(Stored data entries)
------------

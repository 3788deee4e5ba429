//! Translator input model and its lowering from the syntax tree.
//!
//! Operand positions only hold names or scalar literals, so a malformed
//! condition cannot reach the renderers: lowering rejects it with an
//! [`UnsupportedError`] instead.

use tracing::warn;

use crate::ast::{BoolOperator, CompareOperator, Expression, Statement, UnaryOperator};
use crate::error::UnsupportedError;
use crate::value::{RuntimeValue, Scalar};

/// Operand of a unary operation or comparison.
#[derive(Debug, Clone, PartialEq)]
pub enum Operand {
    Name(String),
    Literal(Scalar),
}

#[derive(Debug, Clone, PartialEq)]
pub enum ExpressionNode {
    NameRef(String),
    Literal(Scalar),
    UnaryOp {
        op: UnaryOperator,
        operand: Operand,
    },
    Compare {
        left: Operand,
        op: CompareOperator,
        right: Operand,
    },
    BoolOp {
        op: BoolOperator,
        left: Box<ExpressionNode>,
        right: Box<ExpressionNode>,
    },
}

/// `(target, value)` pairs of one assignment, in source order.
#[derive(Debug, Clone, PartialEq)]
pub struct Assignment {
    pub bindings: Vec<(String, RuntimeValue)>,
}

/// Header of an `if` statement. The body is never rendered.
#[derive(Debug, Clone, PartialEq)]
pub struct ConditionalHeader {
    pub test: ExpressionNode,
}

impl TryFrom<&Expression> for RuntimeValue {
    type Error = UnsupportedError;

    fn try_from(expr: &Expression) -> Result<Self, Self::Error> {
        match expr {
            Expression::Integer(value) => Ok(Self::Int(*value)),
            Expression::Float(value) => Ok(Self::Float(*value)),
            Expression::String(value) => Ok(Self::Str(value.clone())),
            Expression::Boolean(value) => Ok(Self::Bool(*value)),
            Expression::None => Ok(Self::Nil),
            Expression::List(items) | Expression::Tuple(items) => items
                .iter()
                .map(Self::try_from)
                .collect::<Result<Vec<_>, _>>()
                .map(Self::Sequence),
            Expression::Dict(entries) => {
                let entries = entries
                    .iter()
                    .map(|(key, value)| Ok((Self::try_from(key)?, Self::try_from(value)?)))
                    .collect::<Result<Vec<_>, UnsupportedError>>()?;
                Ok(Self::mapping(entries))
            }
            Expression::UnaryOp { op, operand } => {
                signed_number(*op, operand).ok_or(UnsupportedError::NonLiteralValue {
                    kind: expr.kind_name(),
                })
            }
            Expression::Identifier(_) | Expression::BoolOp { .. } | Expression::Compare { .. } => {
                Err(UnsupportedError::NonLiteralValue {
                    kind: expr.kind_name(),
                })
            }
        }
    }
}

/// Folds `-1`, `+2.5` and nested signs into a numeric literal.
fn signed_number(op: UnaryOperator, operand: &Expression) -> Option<RuntimeValue> {
    let value = match operand {
        Expression::Integer(value) => RuntimeValue::Int(*value),
        Expression::Float(value) => RuntimeValue::Float(*value),
        Expression::UnaryOp { op, operand } => signed_number(*op, operand)?,
        _ => return None,
    };
    match (op, value) {
        (UnaryOperator::Plus, value) => Some(value),
        (UnaryOperator::Minus, RuntimeValue::Int(value)) => {
            value.checked_neg().map(RuntimeValue::Int)
        }
        (UnaryOperator::Minus, RuntimeValue::Float(value)) => Some(RuntimeValue::Float(-value)),
        _ => None,
    }
}

fn lower_operand(expr: &Expression, context: &'static str) -> Result<Operand, UnsupportedError> {
    match expr {
        Expression::Identifier(name) => Ok(Operand::Name(name.clone())),
        Expression::List(_) | Expression::Tuple(_) | Expression::Dict(_) => {
            Err(UnsupportedError::CollectionOperand {
                kind: expr.kind_name(),
            })
        }
        _ => {
            let nested = || UnsupportedError::NestedOperand {
                context,
                kind: expr.kind_name(),
            };
            let value = RuntimeValue::try_from(expr).map_err(|_| nested())?;
            Scalar::try_from(value)
                .map(Operand::Literal)
                .map_err(|_| nested())
        }
    }
}

impl TryFrom<&Expression> for ExpressionNode {
    type Error = UnsupportedError;

    fn try_from(expr: &Expression) -> Result<Self, Self::Error> {
        match expr {
            Expression::Identifier(name) => Ok(Self::NameRef(name.clone())),
            Expression::List(_) | Expression::Tuple(_) | Expression::Dict(_) => {
                Err(UnsupportedError::CollectionOperand {
                    kind: expr.kind_name(),
                })
            }
            Expression::UnaryOp { op, operand } => {
                if let Some(value) = signed_number(*op, operand) {
                    return Scalar::try_from(value)
                        .map(Self::Literal)
                        .map_err(|_| UnsupportedError::NonLiteralValue {
                            kind: expr.kind_name(),
                        });
                }
                Ok(Self::UnaryOp {
                    op: *op,
                    operand: lower_operand(operand, "unary operation")?,
                })
            }
            Expression::Compare {
                left,
                ops,
                comparators,
            } => {
                let (Some(op), Some(right)) = (ops.first(), comparators.first()) else {
                    return Err(UnsupportedError::MalformedComparison {
                        ops: ops.len(),
                        comparators: comparators.len(),
                    });
                };
                if ops.len() != comparators.len() {
                    return Err(UnsupportedError::MalformedComparison {
                        ops: ops.len(),
                        comparators: comparators.len(),
                    });
                }
                if ops.len() > 1 {
                    warn!(
                        dropped = ops.len() - 1,
                        "chained comparison: only the first pair is translated"
                    );
                }
                Ok(Self::Compare {
                    left: lower_operand(left, "comparison")?,
                    op: *op,
                    right: lower_operand(right, "comparison")?,
                })
            }
            Expression::BoolOp { op, values } => {
                let mut values = values.iter();
                let first = values.next().ok_or(UnsupportedError::EmptyBoolOp)?;
                // `a or b or c` becomes `(a or b) or c`
                values.try_fold(
                    Self::try_from(first)?,
                    |left, right| -> Result<Self, UnsupportedError> {
                        Ok(Self::BoolOp {
                            op: *op,
                            left: Box::new(left),
                            right: Box::new(Self::try_from(right)?),
                        })
                    },
                )
            }
            Expression::Integer(_)
            | Expression::Float(_)
            | Expression::String(_)
            | Expression::Boolean(_)
            | Expression::None => {
                let value = RuntimeValue::try_from(expr)?;
                Scalar::try_from(value)
                    .map(Self::Literal)
                    .map_err(|_| UnsupportedError::CollectionOperand {
                        kind: expr.kind_name(),
                    })
            }
        }
    }
}

fn target_name(target: &Expression) -> Result<String, UnsupportedError> {
    match target {
        Expression::Identifier(name) => Ok(name.clone()),
        other => Err(UnsupportedError::InvalidTarget {
            kind: other.kind_name(),
        }),
    }
}

impl TryFrom<&Statement> for Assignment {
    type Error = UnsupportedError;

    fn try_from(statement: &Statement) -> Result<Self, Self::Error> {
        match statement {
            Statement::Assign { targets, value } => {
                let value = RuntimeValue::try_from(value)?;
                let bindings = targets
                    .iter()
                    .map(|target| Ok((target_name(target)?, value.clone())))
                    .collect::<Result<Vec<_>, UnsupportedError>>()?;
                Ok(Self { bindings })
            }
            // Annotations are not carried into the output
            Statement::AnnAssign { target, value, .. } => {
                let name = target_name(target)?;
                let Some(value) = value else {
                    return Err(UnsupportedError::MissingValue { name });
                };
                Ok(Self {
                    bindings: vec![(name, RuntimeValue::try_from(value)?)],
                })
            }
            other => Err(UnsupportedError::Statement {
                kind: other.kind_name(),
            }),
        }
    }
}

impl TryFrom<&Statement> for ConditionalHeader {
    type Error = UnsupportedError;

    fn try_from(statement: &Statement) -> Result<Self, Self::Error> {
        let Statement::If { test, orelse, .. } = statement else {
            return Err(UnsupportedError::Statement {
                kind: statement.kind_name(),
            });
        };
        if !orelse.is_empty() {
            warn!(
                branches = orelse.len(),
                "elif/else branches are not translated"
            );
        }
        Ok(Self {
            test: ExpressionNode::try_from(test)?,
        })
    }
}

------------

[Exercise instructions]: State how many lines of the records above contain the word "return", and give only that number.

[Response to this exercise]: 6